Turbulence vertical structure of the boundary layer during the afternoon transition
- 1Laboratoire d'Aérologie, Toulouse, CNRS UMR 5560, Université de Toulouse, Toulouse, France
- 2Meteorology and Air Quality Section, Wageningen University, Wageningen, the Netherlands
- 3CNRM-GAME (Météo-France and CNRS), Toulouse, France
- 4Department of Applied Physics, Universitat Politècnica de Catalunya, BarcelonaTech, Barcelona, Spain
- 5Institute of Space Studies of Catalonia (IEEC-UPC), Barcelona, Spain
- 6National Center for Atmospheric Research, Boulder, Colorado, USA
- 7Uppsala University, Uppsala, Sweden
- 8Institute of Biometeorology, National Research Council (IBIMET-CNR), Florence, Italy
Abstract. We investigate the decay of planetary boundary layer (PBL) turbulence in the afternoon, from the time the surface buoyancy flux starts to decrease until sunset. Dense observations of mean and turbulent parameters were acquired during the Boundary Layer Late Afternoon and Sunset Turbulence (BLLAST) field experiment by several meteorological surface stations, sounding balloons, radars, lidars and two aircraft during the afternoon transition. We analysed a case study based on some of these observations and large-eddy simulation (LES) data focusing on the turbulent vertical structure throughout the afternoon transition.

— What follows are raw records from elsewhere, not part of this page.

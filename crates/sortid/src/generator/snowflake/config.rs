use chrono::{DateTime, NaiveDate, NaiveDateTime, NaiveTime};

use crate::{ConfigError, Result, SnowflakeId, TWITTER_EPOCH_MS};

/// The reference point Snowflake timestamps count from.
#[derive(Debug, Clone, PartialEq, Eq)]
#[cfg_attr(feature = "serde", derive(serde::Serialize, serde::Deserialize))]
#[cfg_attr(feature = "serde", serde(untagged))]
pub enum Epoch {
    /// Unix milliseconds.
    Millis(u64),
    /// An RFC 3339 timestamp (`2010-11-04T01:42:54.657Z`), or a naive
    /// `YYYY-MM-DD[THH:MM:SS[.fff]]` read as UTC.
    Timestamp(String),
}

impl Default for Epoch {
    fn default() -> Self {
        Self::Millis(TWITTER_EPOCH_MS)
    }
}

impl Epoch {
    /// Normalizes the epoch to Unix milliseconds.
    ///
    /// # Errors
    ///
    /// Returns [`ConfigError::InvalidEpoch`] if the string is not a supported
    /// timestamp or lies before 1970-01-01.
    ///
    /// ```
    /// use sortid::{Epoch, TWITTER_EPOCH_MS};
    ///
    /// let epoch = Epoch::Timestamp("2010-11-04T01:42:54.657Z".into());
    /// assert_eq!(epoch.to_millis().unwrap(), TWITTER_EPOCH_MS);
    /// ```
    pub fn to_millis(&self) -> Result<u64, ConfigError> {
        match self {
            Self::Millis(ms) => Ok(*ms),
            Self::Timestamp(s) => parse_timestamp(s),
        }
    }
}

impl From<u64> for Epoch {
    fn from(ms: u64) -> Self {
        Self::Millis(ms)
    }
}

impl From<&str> for Epoch {
    fn from(s: &str) -> Self {
        Self::Timestamp(s.to_owned())
    }
}

fn parse_timestamp(raw: &str) -> Result<u64, ConfigError> {
    let s = raw.trim();
    let millis = if let Ok(dt) = DateTime::parse_from_rfc3339(s) {
        dt.timestamp_millis()
    } else if let Ok(naive) = NaiveDateTime::parse_from_str(s, "%Y-%m-%dT%H:%M:%S%.f")
        .or_else(|_| NaiveDateTime::parse_from_str(s, "%Y-%m-%d %H:%M:%S%.f"))
    {
        naive.and_utc().timestamp_millis()
    } else if let Ok(date) = NaiveDate::parse_from_str(s, "%Y-%m-%d") {
        date.and_time(NaiveTime::default()).and_utc().timestamp_millis()
    } else {
        return Err(ConfigError::InvalidEpoch(raw.to_owned()));
    };

    u64::try_from(millis).map_err(|_| ConfigError::InvalidEpoch(raw.to_owned()))
}

/// User-facing Snowflake settings, validated once into a [`WorkerIdentity`].
///
/// With the `serde` feature the config deserializes from
/// `{"epoch": ..., "worker_id": ..., "datacenter_id": ...}` where `epoch` is
/// an integer or a timestamp string. Missing fields take their defaults.
#[derive(Debug, Clone, Default, PartialEq, Eq)]
#[cfg_attr(feature = "serde", derive(serde::Serialize, serde::Deserialize))]
#[cfg_attr(feature = "serde", serde(default))]
pub struct SnowflakeConfig {
    pub epoch: Epoch,
    pub worker_id: u64,
    pub datacenter_id: u64,
}

impl SnowflakeConfig {
    /// Checks every field and normalizes the epoch.
    ///
    /// # Errors
    ///
    /// Returns [`Error::Config`](crate::Error::Config) if an id is outside
    /// `[0, 31]` or the epoch does not parse.
    pub fn validate(&self) -> Result<WorkerIdentity> {
        let epoch_ms = self.epoch.to_millis()?;
        WorkerIdentity::new(epoch_ms, self.datacenter_id, self.worker_id)
    }
}

/// A validated `(epoch, datacenter, worker)` triple.
///
/// Immutable once built: a generator's identity cannot change while it hands
/// out IDs. Build a new generator to use a different identity.
#[derive(Debug, Clone, Copy, PartialEq, Eq, Hash)]
pub struct WorkerIdentity {
    epoch_ms: u64,
    datacenter_id: u64,
    worker_id: u64,
}

impl WorkerIdentity {
    /// # Errors
    ///
    /// Returns [`Error::Config`](crate::Error::Config) if either id is
    /// outside `[0, 31]`.
    pub fn new(epoch_ms: u64, datacenter_id: u64, worker_id: u64) -> Result<Self> {
        if worker_id > SnowflakeId::max_worker_id() {
            return Err(ConfigError::WorkerIdOutOfRange(worker_id).into());
        }
        if datacenter_id > SnowflakeId::max_datacenter_id() {
            return Err(ConfigError::DatacenterIdOutOfRange(datacenter_id).into());
        }
        Ok(Self {
            epoch_ms,
            datacenter_id,
            worker_id,
        })
    }

    pub const fn epoch_ms(&self) -> u64 {
        self.epoch_ms
    }

    pub const fn datacenter_id(&self) -> u64 {
        self.datacenter_id
    }

    pub const fn worker_id(&self) -> u64 {
        self.worker_id
    }
}

impl TryFrom<SnowflakeConfig> for WorkerIdentity {
    type Error = crate::Error;

    fn try_from(config: SnowflakeConfig) -> Result<Self> {
        config.validate()
    }
}
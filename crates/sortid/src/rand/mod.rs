mod interface;
#[cfg(feature = "std")]
mod thread_random;

pub use interface::*;
#[cfg_attr(docsrs, doc(cfg(feature = "std")))]
#[cfg(feature = "std")]
pub use thread_random::*;
mod generator;
#[cfg(test)]
mod tests;

pub use generator::*;
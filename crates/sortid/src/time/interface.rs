use std::sync::Arc;

/// Unix epoch: Thursday, January 1, 1970 00:00:00 UTC
pub const UNIX_EPOCH_MS: u64 = 0;

/// Twitter epoch: Thursday, November 4, 2010 1:42:54.657 UTC
pub const TWITTER_EPOCH_MS: u64 = 1_288_834_974_657;

/// Custom epoch: Wednesday, January 1, 2025 00:00:00 UTC
pub const CUSTOM_EPOCH_MS: u64 = 1_735_689_600_000;

/// KSUID epoch in Unix **seconds**: Tuesday, May 13, 2014 16:53:20 UTC
pub const KSUID_EPOCH_SECS: u64 = 1_400_000_000;

/// A trait for time sources that return a millisecond timestamp.
///
/// This abstraction allows you to plug in the system clock or a mocked time
/// source in tests. Generators never assume the source is monotonic: backward
/// jumps are detected and absorbed by the generators themselves.
///
/// # Example
///
/// ```
/// use sortid::TimeSource;
///
/// struct FixedTime;
/// impl TimeSource for FixedTime {
///     fn current_millis(&self) -> u64 {
///         1234
///     }
/// }
///
/// let time = FixedTime;
/// assert_eq!(time.current_millis(), 1234);
/// ```
pub trait TimeSource {
    /// Returns the current time in milliseconds since the source's epoch.
    fn current_millis(&self) -> u64;
}

impl<T: TimeSource + ?Sized> TimeSource for &T {
    fn current_millis(&self) -> u64 {
        (**self).current_millis()
    }
}

impl<T: TimeSource + ?Sized> TimeSource for Arc<T> {
    fn current_millis(&self) -> u64 {
        (**self).current_millis()
    }
}
mod config;
mod generator;

pub use config::*;
pub use generator::*;
use core::cmp::Ordering;
use std::sync::Arc;

#[cfg(feature = "tracing")]
use tracing::instrument;

use crate::{
    Error, Poll, Result, TimeSource, WaitPolicy,
    mutex::{Mutex, lock},
};

/// Largest sequence value within one millisecond (12 bits).
pub const MAX_SEQUENCE: u16 = 0x0FFF;

/// The last `(time, sequence)` pair a [`ClockSequencer`] emitted.
///
/// Ordering is lexicographic: time first, then sequence.
#[derive(Debug, Clone, Copy, Default, PartialEq, Eq, PartialOrd, Ord, Hash)]
pub struct ClockState {
    pub time_ms: u64,
    pub sequence: u16,
}

/// A thread-safe `(time, sequence)` sequencer.
///
/// Given the current time, the sequencer either starts a new millisecond at
/// sequence `0`, hands out the next sequence value of the current millisecond,
/// or asks the caller to wait. It never emits a pair smaller than one it
/// already emitted:
///
/// - **Clock moved backward**: wait until the clock catches up, then continue
///   the current millisecond. Correctness wins over latency here.
/// - **Sequence exhausted** (more than 4096 values in one millisecond): wait
///   until the clock passes the current millisecond.
///
/// The state sits behind a single mutex. Clones share that state, so one
/// sequencer per worker identity can be handed to any number of threads.
/// Waiting never holds the lock; the state is re-read after every wait.
#[derive(Clone, Debug, Default)]
pub struct ClockSequencer {
    state: Arc<Mutex<Option<ClockState>>>,
}

impl ClockSequencer {
    /// Creates a sequencer that has not emitted anything yet. Its first pair
    /// is `(now, 0)` for whatever time it is first polled with.
    #[must_use]
    pub fn new() -> Self {
        Self::default()
    }

    /// Creates a sequencer that resumes after `state`.
    ///
    /// Useful for restoring the last emitted pair from persistent storage.
    ///
    /// # Errors
    ///
    /// Returns [`Error::SequenceOutOfRange`] if `state.sequence` exceeds
    /// [`MAX_SEQUENCE`].
    pub fn from_state(state: ClockState) -> Result<Self> {
        if state.sequence > MAX_SEQUENCE {
            return Err(Error::SequenceOutOfRange {
                sequence: state.sequence,
            });
        }
        Ok(Self {
            state: Arc::new(Mutex::new(Some(state))),
        })
    }

    /// Returns a snapshot of the last emitted pair, or `None` before the
    /// first one.
    ///
    /// # Errors
    ///
    /// Returns an error if the lock is poisoned.
    pub fn state(&self) -> Result<Option<ClockState>> {
        let state = lock!(self.state);
        Ok(*state)
    }

    /// Attempts to advance the sequencer to `now_ms` without blocking.
    ///
    /// # Returns
    /// - `Ok(Poll::Ready { value })`: the new pair, already persisted
    /// - `Ok(Poll::Pending { yield_for })`: milliseconds to wait before
    ///   retrying
    ///
    /// # Errors
    /// - Returns an error if the underlying lock has been poisoned.
    ///
    /// # Example
    /// ```
    /// use sortid::{ClockSequencer, ClockState, Poll};
    ///
    /// let sequencer = ClockSequencer::new();
    /// assert_eq!(
    ///     sequencer.poll(7).unwrap(),
    ///     Poll::Ready { value: ClockState { time_ms: 7, sequence: 0 } }
    /// );
    /// assert_eq!(
    ///     sequencer.poll(7).unwrap(),
    ///     Poll::Ready { value: ClockState { time_ms: 7, sequence: 1 } }
    /// );
    /// assert_eq!(sequencer.poll(5).unwrap(), Poll::Pending { yield_for: 2 });
    /// ```
    #[cfg_attr(feature = "tracing", instrument(level = "trace", skip(self)))]
    pub fn poll(&self, now_ms: u64) -> Result<Poll<ClockState>> {
        let mut state = lock!(self.state);

        let next = match *state {
            None => ClockState {
                time_ms: now_ms,
                sequence: 0,
            },
            Some(last) => match now_ms.cmp(&last.time_ms) {
                Ordering::Equal => {
                    if last.sequence >= MAX_SEQUENCE {
                        return Ok(Self::cold_sequence_exhausted(now_ms));
                    }
                    ClockState {
                        time_ms: now_ms,
                        sequence: last.sequence + 1,
                    }
                }
                Ordering::Greater => ClockState {
                    time_ms: now_ms,
                    sequence: 0,
                },
                Ordering::Less => return Ok(Self::cold_clock_behind(now_ms, last.time_ms)),
            },
        };

        *state = Some(next);
        Ok(Poll::Ready { value: next })
    }

    /// Advances the sequencer, blocking until the clock allows it.
    ///
    /// Reads `clock`, polls, and on [`Poll::Pending`] waits according to
    /// `policy` before reading the clock again. The lock is released during
    /// every wait, so concurrent callers are serialized only for the
    /// comparison itself.
    ///
    /// # Errors
    ///
    /// - [`Error::LockPoisoned`] if the lock is poisoned.
    /// - [`Error::ClockStalled`] if `policy` is bounded and ran out of
    ///   retries.
    pub fn next<T>(&self, clock: &T, policy: &WaitPolicy) -> Result<ClockState>
    where
        T: TimeSource + ?Sized,
    {
        let mut retries = 0;
        loop {
            let now_ms = clock.current_millis();
            match self.poll(now_ms)? {
                Poll::Ready { value } => return Ok(value),
                Poll::Pending { yield_for } => {
                    if policy.exhausted(retries) {
                        let last_ms = self.state()?.map_or(now_ms, |last| last.time_ms);
                        return Err(Error::ClockStalled { last_ms, now_ms });
                    }
                    retries += 1;
                    policy.backoff.wait(yield_for);
                }
            }
        }
    }

    #[cold]
    #[inline(never)]
    fn cold_sequence_exhausted(now_ms: u64) -> Poll<ClockState> {
        #[cfg(feature = "tracing")]
        tracing::debug!(now_ms, "sequence exhausted, waiting for next millisecond");
        #[cfg(not(feature = "tracing"))]
        let _ = now_ms;
        Poll::Pending { yield_for: 1 }
    }

    #[cold]
    #[inline(never)]
    fn cold_clock_behind(now_ms: u64, last_ms: u64) -> Poll<ClockState> {
        let yield_for = last_ms - now_ms;
        #[cfg(feature = "tracing")]
        tracing::warn!(now_ms, last_ms, yield_for, "clock moved backward");
        Poll::Pending { yield_for }
    }
}
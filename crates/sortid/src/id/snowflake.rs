use core::{fmt, str::FromStr};

use crate::{Error, Result, base32_len, decode_base32, encode_base32};

/// A 64-bit Snowflake identifier.
///
/// ```text
///  Bit Index:  63           63 62            22 21             17 16         12 11             0
///              +--------------+----------------+-----------------+-------------+---------------+
///  Field:      | reserved (1) | timestamp (41) | datacenter (5)  | worker (5)  | sequence (12) |
///              +--------------+----------------+-----------------+-------------+---------------+
///              |<----------- MSB ---------- 64 bits ----------- LSB ------------------------->|
/// ```
///
/// The timestamp counts milliseconds since the generator's epoch. Values from
/// one datacenter/worker pair increase strictly with `(timestamp, sequence)`.
///
/// `Display` prints the decimal value, which stays exact in environments that
/// only have signed 64-bit integers or doubles to hold it.
#[derive(Copy, Clone, Default, PartialEq, Eq, PartialOrd, Ord, Hash)]
#[repr(transparent)]
pub struct SnowflakeId {
    id: u64,
}

impl SnowflakeId {
    pub const RESERVED_BITS: u64 = 1;
    pub const TIMESTAMP_BITS: u64 = 41;
    pub const DATACENTER_ID_BITS: u64 = 5;
    pub const WORKER_ID_BITS: u64 = 5;
    pub const SEQUENCE_BITS: u64 = 12;

    pub const SEQUENCE_SHIFT: u64 = 0;
    pub const WORKER_ID_SHIFT: u64 = Self::SEQUENCE_SHIFT + Self::SEQUENCE_BITS;
    pub const DATACENTER_ID_SHIFT: u64 = Self::WORKER_ID_SHIFT + Self::WORKER_ID_BITS;
    pub const TIMESTAMP_SHIFT: u64 = Self::DATACENTER_ID_SHIFT + Self::DATACENTER_ID_BITS;
    pub const RESERVED_SHIFT: u64 = Self::TIMESTAMP_SHIFT + Self::TIMESTAMP_BITS;

    pub const TIMESTAMP_MASK: u64 = (1 << Self::TIMESTAMP_BITS) - 1;
    pub const DATACENTER_ID_MASK: u64 = (1 << Self::DATACENTER_ID_BITS) - 1;
    pub const WORKER_ID_MASK: u64 = (1 << Self::WORKER_ID_BITS) - 1;
    pub const SEQUENCE_MASK: u64 = (1 << Self::SEQUENCE_BITS) - 1;

    const BASE32_LEN: usize = base32_len(64);

    const fn valid_mask() -> u64 {
        (Self::TIMESTAMP_MASK << Self::TIMESTAMP_SHIFT)
            | (Self::DATACENTER_ID_MASK << Self::DATACENTER_ID_SHIFT)
            | (Self::WORKER_ID_MASK << Self::WORKER_ID_SHIFT)
            | (Self::SEQUENCE_MASK << Self::SEQUENCE_SHIFT)
    }

    /// Packs the components into an ID. Each component is masked to its
    /// field width.
    ///
    /// # Example
    ///
    /// ```
    /// use sortid::SnowflakeId;
    ///
    /// let id = SnowflakeId::from_components(1, 2, 3, 4);
    /// assert_eq!(id.to_raw(), (1 << 22) | (2 << 17) | (3 << 12) | 4);
    /// assert_eq!(id.to_string(), "4468740");
    /// ```
    #[must_use]
    pub const fn from_components(
        timestamp: u64,
        datacenter_id: u64,
        worker_id: u64,
        sequence: u64,
    ) -> Self {
        let t = (timestamp & Self::TIMESTAMP_MASK) << Self::TIMESTAMP_SHIFT;
        let d = (datacenter_id & Self::DATACENTER_ID_MASK) << Self::DATACENTER_ID_SHIFT;
        let w = (worker_id & Self::WORKER_ID_MASK) << Self::WORKER_ID_SHIFT;
        let s = (sequence & Self::SEQUENCE_MASK) << Self::SEQUENCE_SHIFT;
        Self { id: t | d | w | s }
    }

    /// Extracts the timestamp (milliseconds since the epoch).
    #[must_use]
    pub const fn timestamp(&self) -> u64 {
        (self.id >> Self::TIMESTAMP_SHIFT) & Self::TIMESTAMP_MASK
    }

    /// Extracts the datacenter ID.
    #[must_use]
    pub const fn datacenter_id(&self) -> u64 {
        (self.id >> Self::DATACENTER_ID_SHIFT) & Self::DATACENTER_ID_MASK
    }

    /// Extracts the worker ID.
    #[must_use]
    pub const fn worker_id(&self) -> u64 {
        (self.id >> Self::WORKER_ID_SHIFT) & Self::WORKER_ID_MASK
    }

    /// Extracts the sequence number.
    #[must_use]
    pub const fn sequence(&self) -> u64 {
        (self.id >> Self::SEQUENCE_SHIFT) & Self::SEQUENCE_MASK
    }

    #[must_use]
    pub const fn max_timestamp() -> u64 {
        Self::TIMESTAMP_MASK
    }

    #[must_use]
    pub const fn max_datacenter_id() -> u64 {
        Self::DATACENTER_ID_MASK
    }

    #[must_use]
    pub const fn max_worker_id() -> u64 {
        Self::WORKER_ID_MASK
    }

    #[must_use]
    pub const fn max_sequence() -> u64 {
        Self::SEQUENCE_MASK
    }

    /// Converts this type into its raw type representation
    #[must_use]
    pub const fn to_raw(&self) -> u64 {
        self.id
    }

    /// Converts a raw type into this type
    #[must_use]
    pub const fn from_raw(raw: u64) -> Self {
        Self { id: raw }
    }

    /// Returns `true` if the reserved bit is clear.
    #[must_use]
    pub const fn is_valid(&self) -> bool {
        self.id & !Self::valid_mask() == 0
    }

    /// Returns the ID with the reserved bit cleared.
    #[must_use]
    pub const fn into_valid(self) -> Self {
        Self {
            id: self.id & Self::valid_mask(),
        }
    }

    /// Absolute Unix milliseconds, given the epoch the ID was generated with.
    #[must_use]
    pub const fn unix_millis(&self, epoch_ms: u64) -> u64 {
        epoch_ms + self.timestamp()
    }

    /// Encodes the ID as 13 Crockford Base32 symbols.
    ///
    /// The short form sorts like the numeric value.
    ///
    /// ```
    /// use sortid::SnowflakeId;
    ///
    /// assert_eq!(SnowflakeId::from_raw(0).encode(), "0000000000000");
    /// assert_eq!(SnowflakeId::from_raw(2_424_242_424_242_424_242).encode(), "23953MG16DJDJ");
    /// ```
    #[must_use]
    pub fn encode(&self) -> String {
        let mut buf = [0_u8; Self::BASE32_LEN];
        encode_base32(&self.id.to_be_bytes(), &mut buf);
        buf.iter().map(|&b| char::from(b)).collect()
    }

    /// Decodes the 13-symbol Base32 short form.
    ///
    /// # Errors
    ///
    /// Returns an error if the length is not 13, a symbol is not Crockford
    /// Base32, or the value sets the reserved bit (or exceeds 64 bits).
    pub fn decode(s: &str) -> Result<Self> {
        let raw = decode_base32(s, 64)?;
        // 13 symbols hold 65 bits; the overflow check rejected the 65th.
        Self::checked(raw as u64)
    }

    /// Wraps `raw`, rejecting a set reserved bit with [`Error::Overflow`].
    pub(crate) fn checked(raw: u64) -> Result<Self> {
        let id = Self::from_raw(raw);
        if id.is_valid() { Ok(id) } else { Err(Error::Overflow) }
    }
}

impl fmt::Display for SnowflakeId {
    fn fmt(&self, f: &mut fmt::Formatter<'_>) -> fmt::Result {
        fmt::Display::fmt(&self.id, f)
    }
}

impl fmt::Debug for SnowflakeId {
    fn fmt(&self, f: &mut fmt::Formatter<'_>) -> fmt::Result {
        f.debug_struct("SnowflakeId")
            .field("id", &self.id)
            .field("timestamp", &self.timestamp())
            .field("datacenter_id", &self.datacenter_id())
            .field("worker_id", &self.worker_id())
            .field("sequence", &self.sequence())
            .finish()
    }
}

impl FromStr for SnowflakeId {
    type Err = Error;

    /// Parses the decimal form produced by `Display`.
    ///
    /// Values with the reserved bit set are rejected with
    /// [`Error::Overflow`].
    fn from_str(s: &str) -> Result<Self> {
        if s.is_empty() || !s.bytes().all(|b| b.is_ascii_digit()) {
            return Err(Error::InvalidDecimal);
        }
        let raw = s.parse::<u64>().map_err(|_| Error::InvalidDecimal)?;
        Self::checked(raw)
    }
}

impl From<SnowflakeId> for u64 {
    fn from(id: SnowflakeId) -> Self {
        id.to_raw()
    }
}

The decay of turbulence is quantified through the temporal and vertical evolution of (1) the turbulence kinetic energy (TKE), (2) the characteristic length scales of turbulence and (3) the shape of the turbulence spectra. A spectral analysis of LES data, airborne and surface measurements is performed in order to characterize the variation in the turbulent decay with height and study the distribution of turbulence over eddy size.
This study highlights the LES ability to reproduce the turbulence evolution throughout the afternoon. LESs and observations agree that the afternoon transition can be divided in two phases: (1) a first phase during which the TKE decays at a low rate, with no significant change in turbulence characteristics, and (2) a second phase characterized by a larger TKE decay rate and a change in spectral shape, implying an evolution of eddy size distribution and energy cascade from low to high wave number.
The changes observed either in TKE decay (during the first phase) or in the vertical wind spectra shape (during the second phase of the afternoon transition) occur first in the upper region of the PBL. The higher within the PBL, the stronger the spectra shape changes.